Перед закрытием выставки Дима предложил мне купить SLM. Прибор стоил сто тысяч долларов. Таких денег не было не только в моем Институте, но даже во всем академгородке. Тогда Дима великодушно предложил: «Викентий, возьми себе SLM бесплатно до следующей выставки, а то всё равно он будет это время пылиться на складе». Я от счастья готов был подпрыгнуть до потолка.

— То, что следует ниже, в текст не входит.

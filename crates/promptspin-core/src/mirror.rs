//! Mirror derivation: collecting the options an expansion did *not* choose.
//!
//! Mirroring is driven purely by naming convention: tokens whose name ends in
//! the `-mir` suffix contribute their non-chosen options to the mirror bag.
//! Which option was chosen is only knowable by re-deciding the exact choice
//! sequence the positive expansion made, so the derivation constructs a
//! brand-new expander with the same config (counters starting at the same
//! zero baseline) and walks the template from scratch. No state is shared
//! with the original instance; matching seed, variety, and decision order are
//! what make the replay exact.

use crate::config::ExpanderConfig;
use crate::expander::{PromptExpander, MAX_WILDCARD_ROUNDS};
use crate::grammar;

/// Replays a template's decision sequence and collects the mirror bag.
///
/// For every mirror-suffixed token encountered, every option at a different
/// index whose trimmed content is non-empty and whose value differs from the
/// chosen one is appended, once per occurrence. Tokens resolving to zero
/// options are deleted without collection and without consuming a decision
/// counter, matching the engine's own traversal.
pub fn derive_exclusions(template: &str, config: &ExpanderConfig) -> Vec<String> {
    if template.is_empty() {
        return Vec::new();
    }

    let mut twin = PromptExpander::new(config.clone());
    let mut working = twin.collapse_pass(template);
    let mut bag = Vec::new();

    for _ in 0..MAX_WILDCARD_ROUNDS {
        let (start, end, chosen, additions) = {
            match grammar::find_wildcard_token(&working) {
                None => break,
                Some((start, end, token)) => {
                    let options = twin.resolve_options(token);
                    if options.is_empty() {
                        (start, end, String::new(), Vec::new())
                    } else {
                        let index = twin.next_wildcard_choice(token, options.len());
                        let additions = if grammar::is_mirror_token(token) {
                            complement_of(&options, index)
                        } else {
                            Vec::new()
                        };
                        (start, end, options[index].clone(), additions)
                    }
                }
            }
        };
        bag.extend(additions);
        // Substitute the chosen option so nested tokens introduced by the
        // substitution are themselves discovered and processed.
        working.replace_range(start..end, &chosen);
    }

    bag
}

/// Renders the mirror bag for a template as a comma-joined string.
///
/// Deduplication against a user-supplied negative is the caller's job; see
/// [`merge_text_lists`].
pub fn derive_exclusions_text(template: &str, config: &ExpanderConfig) -> String {
    derive_exclusions(template, config).join(", ")
}

/// Options that were available but not chosen, each at most once.
fn complement_of(options: &[String], chosen: usize) -> Vec<String> {
    let mut out: Vec<String> = Vec::new();
    for (index, option) in options.iter().enumerate() {
        if index == chosen || *option == options[chosen] {
            continue;
        }
        if option.trim().is_empty() {
            continue;
        }
        if out.contains(option) {
            continue;
        }
        out.push(option.clone());
    }
    out
}

/// Merges comma-separated text lists, preserving first-seen order and
/// removing case-insensitive duplicates.
pub fn merge_text_lists<'a, I>(parts: I) -> String
where
    I: IntoIterator<Item = &'a str>,
{
    let mut seen = std::collections::HashSet::new();
    let mut merged: Vec<&str> = Vec::new();
    for part in parts {
        for item in part.split(',') {
            let item = item.trim();
            if item.is_empty() {
                continue;
            }
            if seen.insert(item.to_lowercase()) {
                merged.push(item);
            }
        }
    }
    merged.join(", ")
}
//! Expander configuration.

use serde::{Deserialize, Serialize};
use std::path::PathBuf;

/// Configuration shared by an expander instance and any twin instance that
/// replays its decisions.
///
/// Two expanders constructed from equal configs, fed the same sequence of
/// decision points in the same order, always produce the same sequence of
/// choices. The mirror derivation depends on this.
#[derive(Debug, Clone, PartialEq, Eq, Serialize, Deserialize)]
pub struct ExpanderConfig {
    /// Base seed for all deterministic choices.
    pub seed: u32,
    /// Directory containing the wildcard `.txt` files.
    pub wildcard_root: PathBuf,
    /// Variety lane. A non-zero lane selects an alternate deterministic
    /// sequence of choices without changing the seed; 0 means no lane suffix.
    #[serde(default)]
    pub variety: u32,
}

impl ExpanderConfig {
    /// Creates a config with the default variety lane (0).
    pub fn new(seed: u32, wildcard_root: impl Into<PathBuf>) -> Self {
        Self {
            seed,
            wildcard_root: wildcard_root.into(),
            variety: 0,
        }
    }

    /// Sets the variety lane.
    pub fn with_variety(mut self, variety: u32) -> Self {
        self.variety = variety;
        self
    }

    /// Parses a config from a JSON string.
    pub fn from_json(json: &str) -> Result<Self, serde_json::Error> {
        serde_json::from_str(json)
    }
}
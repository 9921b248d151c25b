//! Resolve command implementation
//!
//! Resolves one wildcard token through the checked resolver, so a token the
//! engine would silently drop gets an explanation and a failure exit code.

use anyhow::Result;
use colored::Colorize;
use promptspin_core::{ResolveError, WildcardStore, MIRROR_SUFFIX};
use serde::Serialize;
use std::process::ExitCode;

use super::wildcard_root;

/// Machine-readable output for `--json`.
#[derive(Serialize)]
struct ResolveOutput {
    token: String,
    mirror: bool,
    options: Vec<String>,
    error: Option<String>,
}

/// Run the resolve command.
pub fn run(token: &str, wildcards: Option<&str>, json: bool) -> Result<ExitCode> {
    let store = WildcardStore::new(wildcard_root(wildcards));
    let mirror = token.ends_with(MIRROR_SUFFIX);

    match store.resolve_options_checked(token) {
        Ok(options) => {
            if json {
                let output = ResolveOutput {
                    token: token.to_string(),
                    mirror,
                    options,
                    error: None,
                };
                println!("{}", serde_json::to_string_pretty(&output)?);
            } else {
                let marker = if mirror { " (mirror)" } else { "" };
                println!(
                    "{} {}{} - {} option(s)",
                    "Token:".cyan().bold(),
                    token,
                    marker.dimmed(),
                    options.len()
                );
                for (index, option) in options.iter().enumerate() {
                    println!("  {:>3}  {}", index, option);
                }
            }
            Ok(ExitCode::SUCCESS)
        }
        Err(err) => {
            if json {
                let output = ResolveOutput {
                    token: token.to_string(),
                    mirror,
                    options: Vec::new(),
                    error: Some(err.to_string()),
                };
                println!("{}", serde_json::to_string_pretty(&output)?);
            } else {
                match err {
                    ResolveError::NotFound { .. } => {
                        println!("{} {}", "!".yellow(), err);
                        println!("  the engine drops this token silently during expansion");
                    }
                    ResolveError::UnsafeToken { .. } | ResolveError::Io { .. } => {
                        println!("{} {}", "x".red(), err);
                    }
                }
            }
            Ok(ExitCode::FAILURE)
        }
    }
}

Это была сказка наяву. SLM обосновался в Биогавани. Изредка, 2–3 раза в год, я отвозил его в Москву на выставки. За два года я сильно продвинулся в исследованиях. Вместе с тем, в ходе работы обнаружил у прибора два небольших дефекта. Один из них заключался в том, что монохроматоры имели спектральный «провальчик» в красной области, что было обусловлено неудачным способом изготовления голографических решеток. Второй дефект обнаруживался при измерении времени жизни ЭВС, когда напряжение на фотоумножителях превышало 1,5 киловольт: время жизни изменялось с ростом напряжения, что было вызвано отсутствием в приборе блока компенсации. Когда я поведал Диме об этих дефектах, он сначала не поверил, а потом проверил и убедился, что так оно и есть. Потом нам удалось найти способы обходить в опытах эти небольшие дефекты.
Слух об SLM достиг ушей А.В.Печаткина, бывшего тогда ученым секретарем Института. Заодно он возглавлял лабораторию, использующую люминесценцию для изучения АТФазы ретикулума. Он попросил померить ему ряд белковых препаратов. Получив результаты, он дико обрадовался и загорелся мыслью купить SLM. Запросил денег у директора, но тот смог выделить только 20 тысяч долларов. Тогда Печаткин и директор подключили влиятельных людей в Президиуме Академии, в результате чего раздобыли еще 40 тысяч. Я позвонил Диме и сообщил, что мой Институт хочет купить SLM, но денег не хватает. Дима через академика Галашкина, возглавляющего лабораторию люминесценции в его Институте, помог наскрести еще 30 тысяч. Оставалось найти где-то недостающие 10 тысяч. Время шло, но ничего не получалось.